(Stored data)
»»

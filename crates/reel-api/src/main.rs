//! Axum API server binary.

use std::net::SocketAddr;
use std::sync::Arc;

use tracing::{error, info};
use tracing_subscriber::{fmt, prelude::*, EnvFilter};

use reel_api::{create_router, metrics, ApiConfig, AppState};
use reel_scheduler::{Scheduler, SchedulerConfig};

#[tokio::main]
async fn main() {
    // Load environment variables
    dotenvy::dotenv().ok();

    // Initialize tracing with colored output for dev, JSON for production
    let use_json = std::env::var("LOG_FORMAT")
        .map(|v| v.to_lowercase() == "json")
        .unwrap_or(false);

    let env_filter = EnvFilter::from_default_env()
        .add_directive("reel=info".parse().expect("valid directive"));

    if use_json {
        tracing_subscriber::registry()
            .with(fmt::layer().json())
            .with(env_filter)
            .init();
    } else {
        tracing_subscriber::registry()
            .with(
                fmt::layer()
                    .with_ansi(true)
                    .with_target(true)
                    .with_thread_ids(false)
                    .with_file(false)
                    .with_line_number(false),
            )
            .with(env_filter)
            .init();
    }

    info!("Starting reel-api");

    // Load configuration
    let config = ApiConfig::from_env();
    info!("API config: host={}, port={}", config.host, config.port);

    // Create application state; an unreachable store is fatal
    let state = match AppState::from_env(config.clone()).await {
        Ok(s) => s,
        Err(e) => {
            error!("Failed to create application state: {}", e);
            std::process::exit(1);
        }
    };

    // Initialize metrics
    let metrics_enabled = std::env::var("METRICS_ENABLED")
        .map(|v| v == "true" || v == "1")
        .unwrap_or(true);

    let metrics_handle = if metrics_enabled {
        info!("Prometheus metrics enabled at /metrics");
        Some(metrics::init_metrics())
    } else {
        None
    };

    // Resume any project left mid-pipeline by a previous run
    match state.orchestrator.resume_incomplete().await {
        Ok(0) => {}
        Ok(n) => info!("Resumed {} incomplete project(s)", n),
        Err(e) => {
            error!("Failed to resume incomplete projects: {}", e);
            std::process::exit(1);
        }
    }

    // Start the recurring job scheduler
    let scheduler = Arc::new(Scheduler::new(
        state.store.clone(),
        state.orchestrator.clone(),
        SchedulerConfig::from_env(),
    ));
    let scheduler_task = Arc::clone(&scheduler);
    tokio::spawn(async move {
        scheduler_task.run().await;
    });

    // Create router
    let app = create_router(state, metrics_handle);

    // Bind and serve
    let addr: SocketAddr = format!("{}:{}", config.host, config.port)
        .parse()
        .expect("Invalid bind address");

    info!("Listening on {}", addr);

    let listener = match tokio::net::TcpListener::bind(addr).await {
        Ok(l) => l,
        Err(e) => {
            error!("Failed to bind {}: {}", addr, e);
            std::process::exit(1);
        }
    };

    if let Err(e) = axum::serve(listener, app)
        .with_graceful_shutdown(shutdown_signal())
        .await
    {
        error!("Server error: {}", e);
    }

    scheduler.shutdown();
    info!("Server shutdown complete");
}

async fn shutdown_signal() {
    tokio::signal::ctrl_c()
        .await
        .expect("Failed to install CTRL+C handler");
    info!("Received shutdown signal");
}
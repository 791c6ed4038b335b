use std::fs::{self, OpenOptions};
use std::io;
use std::path::Path;
use std::sync::Mutex;
use tracing_subscriber::EnvFilter;

const DEFAULT_FILTER: &str = "info";

/// Installs a global fmt subscriber appending to `path`. The terminal is in
/// raw mode during a test, so nothing is written to stderr. `RUST_LOG`
/// overrides the default `info` filter.
pub fn init_file_logging(path: &Path) -> io::Result<()> {
    if let Some(parent) = path.parent() {
        fs::create_dir_all(parent)?;
    }
    let file = OpenOptions::new().create(true).append(true).open(path)?;
    let filter =
        EnvFilter::try_from_default_env().unwrap_or_else(|_| EnvFilter::new(DEFAULT_FILTER));

    tracing_subscriber::fmt()
        .with_env_filter(filter)
        .with_writer(Mutex::new(file))
        .with_ansi(false)
        .try_init()
        .map_err(|e| io::Error::new(io::ErrorKind::AlreadyExists, e))
}

#[cfg(test)]
mod tests {
    use super::*;
    use tempfile::tempdir;

    #[test]
    fn test_creates_log_file_and_directories() {
        let dir = tempdir().unwrap();
        let path = dir.path().join("state").join("sakhatype.log");

        // a second global subscriber in the same test binary is refused
        let _ = init_file_logging(&path);
        assert!(path.exists());
    }
}
use std::cell::{Cell, RefCell};
use std::collections::{HashMap, HashSet};
use std::rc::Rc;
use std::sync::atomic::{AtomicBool, Ordering};
use std::sync::mpsc::{Receiver, RecvTimeoutError, Sender};
use std::sync::Arc;
use std::thread;
use std::time::{Duration, Instant};

use crossterm::event::{self, Event as CtEvent, KeyEvent};
use tracing::debug;

/// Period of the test timer.
pub const TICK_PERIOD: Duration = Duration::from_secs(1);

/// Monotonic time source.
pub trait Clock {
    fn now(&self) -> Instant;
}

#[derive(Clone, Copy, Debug, Default)]
pub struct SystemClock;

impl Clock for SystemClock {
    fn now(&self) -> Instant {
        Instant::now()
    }
}

/// Clock that only moves when told to. Clones share the same time.
#[derive(Clone, Debug)]
pub struct ManualClock {
    origin: Instant,
    offset: Rc<Cell<Duration>>,
}

impl ManualClock {
    pub fn new() -> Self {
        Self {
            origin: Instant::now(),
            offset: Rc::new(Cell::new(Duration::ZERO)),
        }
    }

    pub fn advance(&self, by: Duration) {
        self.offset.set(self.offset.get() + by);
    }

    pub fn advance_secs(&self, secs: u64) {
        self.advance(Duration::from_secs(secs));
    }

    pub fn advance_millis(&self, millis: u64) {
        self.advance(Duration::from_millis(millis));
    }
}

impl Default for ManualClock {
    fn default() -> Self {
        Self::new()
    }
}

impl Clock for ManualClock {
    fn now(&self) -> Instant {
        self.origin + self.offset.get()
    }
}

/// Identifies one periodic timer.
#[derive(Clone, Copy, Debug, PartialEq, Eq, Hash)]
pub struct TimerHandle(u64);

/// Periodic scheduler. Firing is delivered by the owner's event loop, which
/// calls back into the engine; the scheduler itself never runs engine code.
pub trait Scheduler {
    fn every(&mut self, period: Duration) -> TimerHandle;
    fn cancel(&mut self, handle: TimerHandle);
    fn is_active(&self, handle: TimerHandle) -> bool;
}

#[derive(Debug, Default)]
struct ManualTimers {
    next_id: u64,
    active: HashSet<TimerHandle>,
    started: usize,
    cancelled: usize,
}

/// Scheduler for tests: records timers, never fires on its own.
#[derive(Clone, Debug, Default)]
pub struct ManualScheduler {
    timers: Rc<RefCell<ManualTimers>>,
}

impl ManualScheduler {
    pub fn new() -> Self {
        Self::default()
    }

    pub fn active(&self) -> usize {
        self.timers.borrow().active.len()
    }

    pub fn started(&self) -> usize {
        self.timers.borrow().started
    }

    pub fn cancelled(&self) -> usize {
        self.timers.borrow().cancelled
    }
}

impl Scheduler for ManualScheduler {
    fn every(&mut self, _period: Duration) -> TimerHandle {
        let mut timers = self.timers.borrow_mut();
        timers.next_id += 1;
        let handle = TimerHandle(timers.next_id);
        timers.active.insert(handle);
        timers.started += 1;
        handle
    }

    fn cancel(&mut self, handle: TimerHandle) {
        let mut timers = self.timers.borrow_mut();
        if timers.active.remove(&handle) {
            timers.cancelled += 1;
        }
    }

    fn is_active(&self, handle: TimerHandle) -> bool {
        self.timers.borrow().active.contains(&handle)
    }
}

/// Unified event type consumed by the app runner
#[derive(Clone, Debug)]
pub enum LoopEvent {
    Key(KeyEvent),
    Resize,
    Tick(TimerHandle),
}

/// Scheduler backed by one sleeper thread per timer, delivering
/// `LoopEvent::Tick` into the event loop's channel.
pub struct ThreadScheduler {
    tx: Sender<LoopEvent>,
    next_id: u64,
    stops: HashMap<TimerHandle, Arc<AtomicBool>>,
}

impl ThreadScheduler {
    pub fn new(tx: Sender<LoopEvent>) -> Self {
        Self {
            tx,
            next_id: 0,
            stops: HashMap::new(),
        }
    }
}

impl Scheduler for ThreadScheduler {
    fn every(&mut self, period: Duration) -> TimerHandle {
        self.next_id += 1;
        let handle = TimerHandle(self.next_id);
        let stop = Arc::new(AtomicBool::new(false));
        self.stops.insert(handle, Arc::clone(&stop));

        let tx = self.tx.clone();
        thread::spawn(move || loop {
            thread::sleep(period);
            if stop.load(Ordering::Acquire) || tx.send(LoopEvent::Tick(handle)).is_err() {
                break;
            }
        });
        debug!(?handle, ?period, "timer started");
        handle
    }

    fn cancel(&mut self, handle: TimerHandle) {
        if let Some(stop) = self.stops.remove(&handle) {
            stop.store(true, Ordering::Release);
            debug!(?handle, "timer cancelled");
        }
    }

    fn is_active(&self, handle: TimerHandle) -> bool {
        self.stops.contains_key(&handle)
    }
}

impl Drop for ThreadScheduler {
    fn drop(&mut self) {
        for stop in self.stops.values() {
            stop.store(true, Ordering::Release);
        }
    }
}

/// Forwards crossterm key and resize events into the loop channel until the
/// receiver goes away.
pub fn spawn_terminal_reader(tx: Sender<LoopEvent>) {
    thread::spawn(move || loop {
        let forwarded = match event::read() {
            Ok(CtEvent::Key(key)) => tx.send(LoopEvent::Key(key)),
            Ok(CtEvent::Resize(_, _)) => tx.send(LoopEvent::Resize),
            Ok(_) => Ok(()),
            Err(_) => break,
        };
        if forwarded.is_err() {
            break;
        }
    });
}

/// Runner that hands the event loop one event at a time
pub struct Runner {
    rx: Receiver<LoopEvent>,
    poll: Duration,
}

impl Runner {
    pub fn new(rx: Receiver<LoopEvent>, poll: Duration) -> Self {
        Self { rx, poll }
    }

    /// Blocks up to the poll interval. `None` means nothing arrived, or every
    /// sender is gone.
    pub fn step(&self) -> Option<LoopEvent> {
        match self.rx.recv_timeout(self.poll) {
            Ok(ev) => Some(ev),
            Err(RecvTimeoutError::Timeout) | Err(RecvTimeoutError::Disconnected) => None,
        }
    }
}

««

• _What the task asks_: Exactly as they appear above, write out the line containing "let forwarded = match" and each line that comes after it in the records.

• _Exercise answer_:
        let forwarded = match event::read() {
            Ok(CtEvent::Key(key)) => tx.send(LoopEvent::Key(key)),
            Ok(CtEvent::Resize(_, _)) => tx.send(LoopEvent::Resize),
            Ok(_) => Ok(()),
            Err(_) => break,
        };
        if forwarded.is_err() {
            break;
        }
    });
}

/// Runner that hands the event loop one event at a time
pub struct Runner {
    rx: Receiver<LoopEvent>,
    poll: Duration,
}

impl Runner {
    pub fn new(rx: Receiver<LoopEvent>, poll: Duration) -> Self {
        Self { rx, poll }
    }

    /// Blocks up to the poll interval. `None` means nothing arrived, or every
    /// sender is gone.
    pub fn step(&self) -> Option<LoopEvent> {
        match self.rx.recv_timeout(self.poll) {
            Ok(ev) => Some(ev),
            Err(RecvTimeoutError::Timeout) | Err(RecvTimeoutError::Disconnected) => None,
        }
    }
}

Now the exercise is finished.